Pompeo took aim at the pipeline projects, calling them “the Kremlin's key tools to exploit and expand European dependence on Russian energy supplies” that “ultimately undermine transatlantic security.”
He noted that the U.S., which has ramped up its own energy production under Trump, “is always ready to help our European friends meet their energy needs.” The U.S. has already begun exporting gas, and some coal, to central and eastern European nations like Belarus, Poland and Ukraine.
The U.S., which has a glut of natural gas, is trying to export liquefied natural gas, or LNG, to Europe. It has also supported efforts by Europe to diversify its imports of LNG from other sources, including Norway.
Russia’s foreign ministry spokesperson Maria Zakharova said sanctions on the two pipelines equated to political pressure, Tass news agency reported.
"This is the use of political pressure for unfair competition," Zakharova said. "It is an indicator of the weakness of the American system. Apart from forceful methods, there are no effective tools."
The Trump administration has lobbied Europe, particularly Germany, to abandon the pipelines that it believes put Europe under greater influence of Russia, which has used its energy exports as political leverage. Wednesday’s step comes as Congress advances legislation that would mandate the imposition of sanctions that had been authorized by CAATSA.
Pompeo said he would raise the matter on a brief trip to Europe next week when he plans to visit Britain and Denmark. Denmark last year lifted environmental objections to a portion of the Nord Stream 2 pipeline, allowing for work to start on its completion.
The U.S. has been an outspoken opponent of the Nord Stream 2 pipeline, which would transport natural gas about 750 miles (1,200 kilometers) under the Baltic Sea from Russia to Germany. Along with eastern European countries that also oppose the project, the U.S. government argues that it will make Europe dangerously dependent on Russia.
Already the threat of U.S. sanctions has led one company that had not been covered by the grandfather clause to suspend its work on the pipeline. Late last year, the Swiss firm Allseas, which operated ships laying sections of the undersea pipeline, said it was halting work in anticipation of sanctions.
Nord Stream 2 is owned by Russia’s Gazprom, with investments from several European companies. The German government has said it regrets the threat of sanctions and considers them interference in the country’s domestic affairs. Chancellor Angela Merkel, however, made it clear last week that Germany is not considering retaliation against the sanctions.
Russia has said it is considering retaliatory measures. Pompeo spoke to Russian Foreign Minister Sergey Lavrov on Monday, and Trump spoke to President Recep Tayyip Erdoğan on Tuesday, but there was no indication that the pipelines had been discussed.

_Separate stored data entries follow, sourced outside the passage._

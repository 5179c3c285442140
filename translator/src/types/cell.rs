use bigdecimal::BigDecimal;
use chrono::TimeDelta;
use std::fmt;

/// A single decoded scalar value.
///
/// [`Cell`] is produced fresh by every decode call and is bound as a positional statement
/// parameter, so every variant must carry enough information to be rendered safely by the
/// executing driver.
#[derive(Debug, Clone, PartialEq)]
pub enum Cell {
    Null,
    I64(i64),
    U64(u64),
    F64(f64),
    Bytes(Vec<u8>),
    Numeric(BigDecimal),
    Duration(TimeDelta),
}

impl Cell {
    /// Returns whether this cell is SQL `NULL`.
    pub fn is_null(&self) -> bool {
        matches!(self, Cell::Null)
    }

    /// Interprets this cell as a column identifier.
    ///
    /// Column identifiers are always encoded with one of the integer flags, so any other variant,
    /// or an unsigned value beyond `i64::MAX`, returns [`None`].
    pub fn as_column_id(&self) -> Option<i64> {
        match self {
            Cell::I64(value) => Some(*value),
            Cell::U64(value) => i64::try_from(*value).ok(),
            Cell::Null
            | Cell::F64(_)
            | Cell::Bytes(_)
            | Cell::Numeric(_)
            | Cell::Duration(_) => None,
        }
    }
}

impl fmt::Display for Cell {
    fn fmt(&self, f: &mut fmt::Formatter<'_>) -> fmt::Result {
        match self {
            Cell::Null => f.write_str("NULL"),
            Cell::I64(value) => write!(f, "{value}"),
            Cell::U64(value) => write!(f, "{value}"),
            Cell::F64(value) => write!(f, "{value}"),
            Cell::Bytes(bytes) => match std::str::from_utf8(bytes) {
                Ok(text) => write!(f, "'{}'", text.replace('\'', "''")),
                Err(_) => {
                    f.write_str("x'")?;
                    for byte in bytes {
                        write!(f, "{byte:02x}")?;
                    }
                    f.write_str("'")
                }
            },
            Cell::Numeric(value) => write!(f, "{value}"),
            Cell::Duration(value) => write_duration(*value, f),
        }
    }
}

/// Writes a duration in the `[-]HH:MM:SS[.ffffff]` form accepted by MySQL `TIME` columns.
fn write_duration(value: TimeDelta, f: &mut fmt::Formatter<'_>) -> fmt::Result {
    let sign = if value < TimeDelta::zero() { "-" } else { "" };
    let value = value.abs();

    let total_seconds = value.num_seconds();
    let hours = total_seconds / 3600;
    let minutes = (total_seconds % 3600) / 60;
    let seconds = total_seconds % 60;
    let micros = value.subsec_nanos() / 1_000;

    write!(f, "'{sign}{hours:02}:{minutes:02}:{seconds:02}")?;
    if micros != 0 {
        write!(f, ".{micros:06}")?;
    }
    f.write_str("'")
}

impl From<i64> for Cell {
    fn from(value: i64) -> Self {
        Cell::I64(value)
    }
}

impl From<u64> for Cell {
    fn from(value: u64) -> Self {
        Cell::U64(value)
    }
}

impl From<f64> for Cell {
    fn from(value: f64) -> Self {
        Cell::F64(value)
    }
}

impl From<&str> for Cell {
    fn from(value: &str) -> Self {
        Cell::Bytes(value.as_bytes().to_vec())
    }
}

impl From<String> for Cell {
    fn from(value: String) -> Self {
        Cell::Bytes(value.into_bytes())
    }
}

impl From<Vec<u8>> for Cell {
    fn from(value: Vec<u8>) -> Self {
        Cell::Bytes(value)
    }
}

impl From<BigDecimal> for Cell {
    fn from(value: BigDecimal) -> Self {
        Cell::Numeric(value)
    }
}

impl From<TimeDelta> for Cell {
    fn from(value: TimeDelta) -> Self {
        Cell::Duration(value)
    }
}

impl<T> From<Option<T>> for Cell
where
    T: Into<Cell>,
{
    fn from(value: Option<T>) -> Self {
        value.map(Into::into).unwrap_or(Cell::Null)
    }
}
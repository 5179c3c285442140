//! Resolution of the columns that identify a row of a table.

use crate::bail;
use crate::error::{ErrorKind, TranslateResult};
use crate::types::{ColumnMetadata, TableMetadata};

/// Returns the column stored as the integer row handle, if the table has one.
pub fn handle_column(table: &TableMetadata) -> Option<&ColumnMetadata> {
    table
        .columns
        .iter()
        .find(|column| table.is_handle_column(column))
}

/// Resolves the ordered set of columns that identify a row of `table`.
///
/// The integer row-handle column wins over any index. Otherwise the members of the primary
/// index are mapped to columns by case-insensitive name, in index order. Returns [`None`] when
/// the table has neither.
///
/// A primary index whose members match no declared column is reported as
/// [`ErrorKind::SchemaInconsistency`].
pub fn resolve_identity_columns<'a>(
    schema: &str,
    table: &'a TableMetadata,
) -> TranslateResult<Option<Vec<&'a ColumnMetadata>>> {
    if let Some(column) = handle_column(table) {
        return Ok(Some(vec![column]));
    }

    let Some(index) = table.primary_index() else {
        return Ok(None);
    };

    let columns: Vec<_> = index
        .columns
        .iter()
        .filter_map(|member| {
            table
                .columns
                .iter()
                .find(|column| column.name.eq_ignore_ascii_case(member))
        })
        .collect();

    if columns.is_empty() {
        bail!(
            ErrorKind::SchemaInconsistency,
            "Primary index unexpectedly empty",
            format!(
                "Primary index {} of table {schema}.{table} resolves to no declared column (members: {:?})",
                index.name, index.columns
            )
        );
    }

    Ok(Some(columns))
}

/// Resolves the identity columns of `table`, failing when there are none.
pub fn require_identity_columns<'a>(
    schema: &str,
    table: &'a TableMetadata,
) -> TranslateResult<Vec<&'a ColumnMetadata>> {
    match resolve_identity_columns(schema, table)? {
        Some(columns) => Ok(columns),
        None => bail!(
            ErrorKind::MissingIdentity,
            "Table has no identity columns",
            format!("Table {schema}.{table} has neither a row handle nor a primary index")
        ),
    }
}

/// Returns the row-handle column of `table`, failing when there is none.
pub fn require_handle_column<'a>(
    schema: &str,
    table: &'a TableMetadata,
) -> TranslateResult<&'a ColumnMetadata> {
    match handle_column(table) {
        Some(column) => Ok(column),
        None => bail!(
            ErrorKind::MissingIdentity,
            "Table has no row handle column",
            format!("Table {schema}.{table} does not store its primary key in the row handle")
        ),
    }
}
//! Self-describing binary row codec.
//!
//! A payload is a plain concatenation of values. Every value starts with a one-byte flag that
//! determines how many bytes follow, so a payload can be decoded strictly left to right without
//! any schema knowledge:
//!
//! | flag   | kind          | body                                                     |
//! |--------|---------------|----------------------------------------------------------|
//! | `0x00` | null          | none                                                     |
//! | `0x01` | bytes         | memcomparable groups of 8 bytes plus one marker byte     |
//! | `0x02` | compact bytes | signed varint length, raw bytes                          |
//! | `0x03` | int           | 8 bytes big endian with the sign bit flipped             |
//! | `0x04` | uint          | 8 bytes big endian                                       |
//! | `0x05` | float         | 8 bytes big endian, order preserving IEEE-754            |
//! | `0x06` | decimal       | signed varint length, decimal literal text               |
//! | `0x07` | duration      | nanoseconds, encoded like `int`                          |
//! | `0x08` | varint        | zig-zag LEB128                                           |
//! | `0x09` | uvarint       | LEB128                                                   |

mod decode;
mod encode;

pub use decode::{decode_n, decode_one};
pub use encode::{encode_key, encode_row, encode_value};

use thiserror::Error;

pub(crate) const NIL_FLAG: u8 = 0x00;
pub(crate) const BYTES_FLAG: u8 = 0x01;
pub(crate) const COMPACT_BYTES_FLAG: u8 = 0x02;
pub(crate) const INT_FLAG: u8 = 0x03;
pub(crate) const UINT_FLAG: u8 = 0x04;
pub(crate) const FLOAT_FLAG: u8 = 0x05;
pub(crate) const DECIMAL_FLAG: u8 = 0x06;
pub(crate) const DURATION_FLAG: u8 = 0x07;
pub(crate) const VARINT_FLAG: u8 = 0x08;
pub(crate) const UVARINT_FLAG: u8 = 0x09;

/// Flips the sign bit so that signed integers and floats sort as unsigned bytes.
pub(crate) const SIGN_MASK: u64 = 0x8000_0000_0000_0000;

/// Size of one memcomparable bytes group, excluding its marker.
pub(crate) const BYTES_GROUP_SIZE: usize = 8;

/// Marker of a full memcomparable bytes group.
pub(crate) const BYTES_GROUP_MARKER: u8 = 0xff;

/// Maximum number of bytes of a 64-bit LEB128 varint.
pub(crate) const MAX_VARINT_LEN: usize = 10;

/// Errors raised while decoding or encoding a row payload.
#[derive(Debug, Error, Clone, PartialEq, Eq)]
pub enum CodecError {
    /// The payload ended in the middle of a value.
    #[error("unexpected end of payload while reading {0}")]
    Truncated(&'static str),

    /// A value started with an unknown flag byte.
    #[error("invalid value flag {0:#04x}")]
    InvalidFlag(u8),

    /// A memcomparable bytes group carried an invalid marker or non-zero padding.
    #[error("invalid memcomparable bytes group marker {0:#04x}")]
    InvalidBytesMarker(u8),

    /// A varint did not terminate within 64 bits.
    #[error("varint overflows 64 bits")]
    VarintOverflow,

    /// A length prefix was negative.
    #[error("invalid negative length {0}")]
    NegativeLength(i64),

    /// A decimal value did not contain a valid decimal literal.
    #[error("invalid decimal literal {0:?}")]
    InvalidDecimal(String),

    /// A duration could not be represented in nanoseconds.
    #[error("duration {0} does not fit in 64 bits of nanoseconds")]
    DurationOutOfRange(String),
}

#[cfg(test)]
mod tests {
    use super::*;
    use crate::types::Cell;
    use bigdecimal::BigDecimal;
    use chrono::TimeDelta;
    use std::str::FromStr;

    fn round_trip(cell: Cell) {
        let mut buf = Vec::new();
        encode_value(&mut buf, &cell).unwrap();

        let (remaining, decoded) = decode_one(&buf).unwrap();
        assert!(remaining.is_empty(), "trailing bytes for {cell:?}");
        assert_eq!(decoded, cell);
    }

    #[test]
    fn scalars_survive_encode_then_decode() {
        round_trip(Cell::Null);
        round_trip(Cell::I64(0));
        round_trip(Cell::I64(i64::MIN));
        round_trip(Cell::I64(i64::MAX));
        round_trip(Cell::U64(u64::MAX));
        round_trip(Cell::F64(-1.5));
        round_trip(Cell::F64(f64::INFINITY));
        round_trip(Cell::from(""));
        round_trip(Cell::from("ann"));
        round_trip(Cell::Bytes(vec![0u8; 16]));
        round_trip(Cell::Numeric(BigDecimal::from_str("-1234.5600").unwrap()));
        round_trip(Cell::Duration(TimeDelta::seconds(-90)));
    }

    #[test]
    fn decode_n_stops_at_count() {
        let payload = encode_row(&[Cell::I64(1), Cell::I64(2), Cell::I64(3)]).unwrap();

        let (values, remaining) = decode_n(&payload, 2).unwrap();
        assert_eq!(values, vec![Cell::I64(1), Cell::I64(2)]);

        let (rest, _) = decode_n(remaining, 10).unwrap();
        assert_eq!(rest, vec![Cell::I64(3)]);
    }

    #[test]
    fn decode_n_stops_when_input_is_exhausted() {
        let payload = encode_row(&[Cell::Null, Cell::from("x")]).unwrap();

        let (values, remaining) = decode_n(&payload, 100).unwrap();
        assert_eq!(values, vec![Cell::Null, Cell::from("x")]);
        assert!(remaining.is_empty());
    }
}
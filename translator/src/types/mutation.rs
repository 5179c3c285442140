use crate::types::Cell;

/// A generated statement together with its positional parameters.
///
/// The number of parameters always equals the number of `?` placeholders in [`Mutation::sql`].
#[derive(Debug, Clone, PartialEq)]
pub struct Mutation {
    sql: String,
    params: Vec<Cell>,
}

impl Mutation {
    /// Creates a new [`Mutation`].
    pub fn new(sql: impl Into<String>, params: Vec<Cell>) -> Self {
        Self {
            sql: sql.into(),
            params,
        }
    }

    /// Returns the statement text.
    pub fn sql(&self) -> &str {
        &self.sql
    }

    /// Returns the positional parameters in placeholder order.
    pub fn params(&self) -> &[Cell] {
        &self.params
    }

    /// Consumes the mutation and returns its statement text and parameters.
    pub fn into_parts(self) -> (String, Vec<Cell>) {
        (self.sql, self.params)
    }
}
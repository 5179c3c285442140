use serde::{Deserialize, Serialize};

use crate::shared::{SourceConfig, TranslatorConfig, ValidationError};

/// Complete configuration of the drainer binary.
#[derive(Clone, Debug, PartialEq, Eq, Serialize, Deserialize)]
#[serde(rename_all = "snake_case")]
pub struct DrainerConfig {
    /// Statement generation settings.
    #[serde(default)]
    pub translator: TranslatorConfig,
    /// Change event source settings.
    pub source: SourceConfig,
}

impl DrainerConfig {
    /// Validates every section of the configuration.
    pub fn validate(&self) -> Result<(), ValidationError> {
        self.translator.validate()?;
        self.source.validate()
    }
}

TurkStream, launched by Erdoğan and his Russian counterpart Vladimir Putin on Jan. 8, consists of two 930-kilometer (577-mile) offshore lines stretching from Russia to Turkey across the Black Sea, and two separate onshore lines that are 142 and 70 kilometers long.
Commercial supplies via the gas pipeline commenced on Jan. 1.
The project has a total annual capacity of 31.5 billion cubic meters (bcm). The first line with a capacity of 15.75 bcm is designated for supplies to Turkey’s domestic customers, and the second line, with another 15.75 bcm capacity, carries Russian gas further to Europe through Bulgaria. Over 1.32 bcm of Russian gas was transferred to Europe from Turkey via the pipeline during the first quarter of 2020.
Wednesday’s sanctions threat applies to the second TurkStream line.